All data used in this study are accessible from public databases. For the simulation of water vapour transport (see next section) by the FLEXPART v10.4 model39,40, ERA-Interim atmospheric files covering 61 vertical levels from 0.1 to 1,000 hPa were downloaded and pre-processed by the flex_extract software (https://www.flexpart.eu/downloads). The spatial and temporal resolutions were 0.75° × 0.75° and 6 h, respectively. Monthly precipitation reanalysis data for 2003–2017 were sourced separately from ECMWF Reanalysis 5th Generation (ERA5)41 and from the Global Precipitation Climatology Centre (GPCC)42. These have a spatial resolution of 0.25° × 0.25°. Reanalysis of monthly evaporation and air temperature for 2003–2017 were sourced from ERA5. Monthly multimodel Coupled Model Intercomparison Project Phase 6 (CMIP6)-based precipitation, evaporation and air temperature data for 2003–2099 were acquired from the Center for Environmental Analysis. The considered CMIP6 models included ACCESS-ESM1.5, BCC-CSM2-MR, CanESM5, GFDL-ESM4, IPSL-CM6A-LR, MIROC6, MRI-ESM2.0 and NorESM2-LM under the r1i1p1f1 format. They were coded as CMIP6 models 1 to 8. The TWS anomaly for 2003–2017 was obtained from the GRACE RL05 Mascon dataset43 (0.5° × 0.5°), whereas the TWS anomaly during 2020–2021 was taken from the GRACE-FO RL06 Mascon dataset44 (0.25° × 0.25°).

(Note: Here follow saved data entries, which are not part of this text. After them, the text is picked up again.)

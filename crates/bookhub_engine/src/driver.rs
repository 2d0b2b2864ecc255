use std::time::Duration;

use bookhub_core::{Collection, StepOutcome};
use bookhub_logging::bookhub_debug;

use crate::{HarvestSource, SourceError};

/// Performs single harvesting steps against a source.
pub struct ProgressDriver<'a> {
    source: &'a dyn HarvestSource,
    settle: Duration,
    epsilon: f64,
}

impl<'a> ProgressDriver<'a> {
    pub fn new(source: &'a dyn HarvestSource, settle: Duration, epsilon: f64) -> Self {
        Self {
            source,
            settle,
            epsilon,
        }
    }

    /// Reveal more, wait for rendering, re-extract and merge into `collection`.
    ///
    /// Source errors are returned as-is; the caller owns the retry policy.
    pub async fn step(
        &self,
        iteration: u32,
        collection: &mut Collection,
    ) -> Result<StepOutcome, SourceError> {
        let extent_before = self.source.extent().await?;
        let records_before = collection.len();

        self.source.reveal_more().await?;
        tokio::time::sleep(self.settle).await;

        let candidates = self.source.extract().await?;
        let candidate_count = candidates.len();
        // Nothing is merged until every fallible read of this step has succeeded.
        let extent_after = self.source.extent().await?;
        collection.absorb(candidates);

        let outcome = StepOutcome::measure(
            records_before,
            collection.len(),
            extent_before,
            extent_after,
            self.epsilon,
        );
        bookhub_debug!(
            "step {} candidates={} total={} extent {} -> {} progress={}",
            iteration,
            candidate_count,
            collection.len(),
            extent_before,
            extent_after,
            outcome.has_progress()
        );
        Ok(outcome)
    }
}
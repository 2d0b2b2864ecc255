use std::sync::Mutex;

use bookhub_core::{Snapshot, SNAPSHOT_KEY};
use bookhub_logging::bookhub_debug;

use crate::persist::{DurableDir, PersistError};

#[derive(Debug, thiserror::Error)]
pub enum StoreError {
    #[error("persist error: {0}")]
    Persist(#[from] PersistError),
    #[error("stored snapshot is unreadable: {0}")]
    Corrupt(#[from] serde_json::Error),
    #[error("snapshot store lock poisoned")]
    Poisoned,
}

/// Single-slot snapshot persistence; every write replaces the previous value.
#[async_trait::async_trait]
pub trait SnapshotStore: Send + Sync {
    async fn write(&self, snapshot: &Snapshot) -> Result<(), StoreError>;
    async fn read(&self) -> Result<Option<Snapshot>, StoreError>;
}

#[derive(Debug, Default)]
pub struct MemorySnapshotStore {
    slot: Mutex<Option<Snapshot>>,
}

impl MemorySnapshotStore {
    pub fn new() -> Self {
        Self::default()
    }
}

#[async_trait::async_trait]
impl SnapshotStore for MemorySnapshotStore {
    async fn write(&self, snapshot: &Snapshot) -> Result<(), StoreError> {
        let mut slot = self.slot.lock().map_err(|_| StoreError::Poisoned)?;
        *slot = Some(snapshot.clone());
        Ok(())
    }

    async fn read(&self) -> Result<Option<Snapshot>, StoreError> {
        let slot = self.slot.lock().map_err(|_| StoreError::Poisoned)?;
        Ok(slot.clone())
    }
}

/// Snapshot kept as JSON under [`SNAPSHOT_KEY`] in a [`DurableDir`].
#[derive(Debug, Clone)]
pub struct DirSnapshotStore {
    storage: DurableDir,
}

impl DirSnapshotStore {
    pub fn new(storage: DurableDir) -> Self {
        Self { storage }
    }
}

#[async_trait::async_trait]
impl SnapshotStore for DirSnapshotStore {
    async fn write(&self, snapshot: &Snapshot) -> Result<(), StoreError> {
        let json = serde_json::to_string_pretty(snapshot)?;
        let path = self.storage.put(SNAPSHOT_KEY, &json)?;
        bookhub_debug!("snapshot of {} records written to {:?}", snapshot.total, path);
        Ok(())
    }

    async fn read(&self) -> Result<Option<Snapshot>, StoreError> {
        match self.storage.get(SNAPSHOT_KEY)? {
            Some(json) => Ok(Some(serde_json::from_str(&json)?)),
            None => Ok(None),
        }
    }
}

The GRACE RL05 data were interpolated to 0.25° × 0.25° using bilinear interpolation45. Monthly mean ocean current data for 1993–2019 were acquired from the Ocean Surface Current Analysis Real-time (OSCAR) dataset46 and have a spatial resolution of 0.33° × 0.33°. The snow-cover data (0.05° × 0.05°) were acquired from the National Snow and Ice Data Center47. The continental map data used in the study have been generated on the basis of the continental region groups in the country-scale world map data34. There is no conflict on the country boundaries because the map shown in the study is continental. The map data for the TP35 were acquired from the National Tibetan Plateau Data Center, China.

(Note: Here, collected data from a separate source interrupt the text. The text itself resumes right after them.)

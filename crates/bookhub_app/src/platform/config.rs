use std::fmt;
use std::fs;
use std::io::ErrorKind;
use std::path::{Path, PathBuf};

use anyhow::Context;
use bookhub_core::HarvestSettings;
use serde::{Deserialize, Serialize};
use url::Url;

pub const DEFAULT_SOURCE_URL: &str = "https://read.amazon.co.jp/kindle-library";
pub const DEFAULT_DATA_DIR: &str = "bookhub-data";

#[derive(Debug, Clone, PartialEq, Serialize, Deserialize)]
#[serde(default)]
pub struct AppConfig {
    /// Library listing the sync surfaces harvest.
    pub source_url: String,
    /// Where snapshots are written.
    pub data_dir: PathBuf,
    /// Volumes endpoint for metadata lookups; `None` keeps enrichment local.
    pub enrichment_endpoint: Option<String>,
    pub log_to_file: bool,
    pub harvest: HarvestSettings,
}

impl Default for AppConfig {
    fn default() -> Self {
        Self {
            source_url: DEFAULT_SOURCE_URL.to_string(),
            data_dir: PathBuf::from(DEFAULT_DATA_DIR),
            enrichment_endpoint: Some(bookhub_engine::DEFAULT_VOLUMES_ENDPOINT.to_string()),
            log_to_file: false,
            harvest: HarvestSettings::default(),
        }
    }
}

/// Where a loaded configuration came from. Reported once logging is up.
#[derive(Debug, Clone, PartialEq, Eq)]
pub enum ConfigOrigin {
    File(PathBuf),
    Defaults(PathBuf),
}

impl fmt::Display for ConfigOrigin {
    fn fmt(&self, f: &mut fmt::Formatter<'_>) -> fmt::Result {
        match self {
            ConfigOrigin::File(path) => write!(f, "Loaded config from {:?}", path),
            ConfigOrigin::Defaults(path) => write!(f, "No config at {:?}; using defaults", path),
        }
    }
}

impl AppConfig {
    /// Reads `path`; a missing file yields the defaults. Nothing is logged
    /// here since logging is configured from the result.
    pub fn load(path: &Path) -> anyhow::Result<(Self, ConfigOrigin)> {
        let content = match fs::read_to_string(path) {
            Ok(text) => text,
            Err(err) if err.kind() == ErrorKind::NotFound => {
                return Ok((Self::default(), ConfigOrigin::Defaults(path.to_path_buf())));
            }
            Err(err) => {
                return Err(err).with_context(|| format!("reading config {}", path.display()))
            }
        };
        let config: Self = ron::from_str(&content)
            .with_context(|| format!("parsing config {}", path.display()))?;
        Ok((config, ConfigOrigin::File(path.to_path_buf())))
    }

    pub fn save(&self, path: &Path) -> anyhow::Result<()> {
        let content = ron::ser::to_string_pretty(self, ron::ser::PrettyConfig::new())
            .context("serializing config")?;
        fs::write(path, content).with_context(|| format!("writing config {}", path.display()))
    }

    pub fn source_url(&self) -> anyhow::Result<Url> {
        Url::parse(&self.source_url)
            .with_context(|| format!("invalid source_url {:?}", self.source_url))
    }
}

Backward simulation of water vapour source regions for the TP

The Lagrangian particle dispersion model FLEXPART v10.4 simulates forward or backward trajectories of air masses (including their water vapour content) by representing a given air mass as a series of small-scale particles39. At the particle scale, the balance between evaporation (e) and precipitation (p) determines the variation in specific humidity (equation (1)). When e − p > 0, a particle recharges its water content by evaporation from the surface; when e − p < 0, a particle loses its water through precipitation. For a given area, variation in water vapour (E − P; uppercase letters denote aggregated quantities) can then be determined as the sum of e − p for all particles in the area (equation (2)),

$$e-p=m\frac{{\rm{d}}q}{{\rm{d}}t}$$

(1)

$$E-P=\mathop{\sum }\limits_{i=1}^{n}(e-p)$$

(2)

in which \(\frac{{\rm{d}}q}{{\rm{d}}t}\) denotes the temporal variation in the specific humidity of a particle, m is the mass of the particle and n is the number of particles over the considered area.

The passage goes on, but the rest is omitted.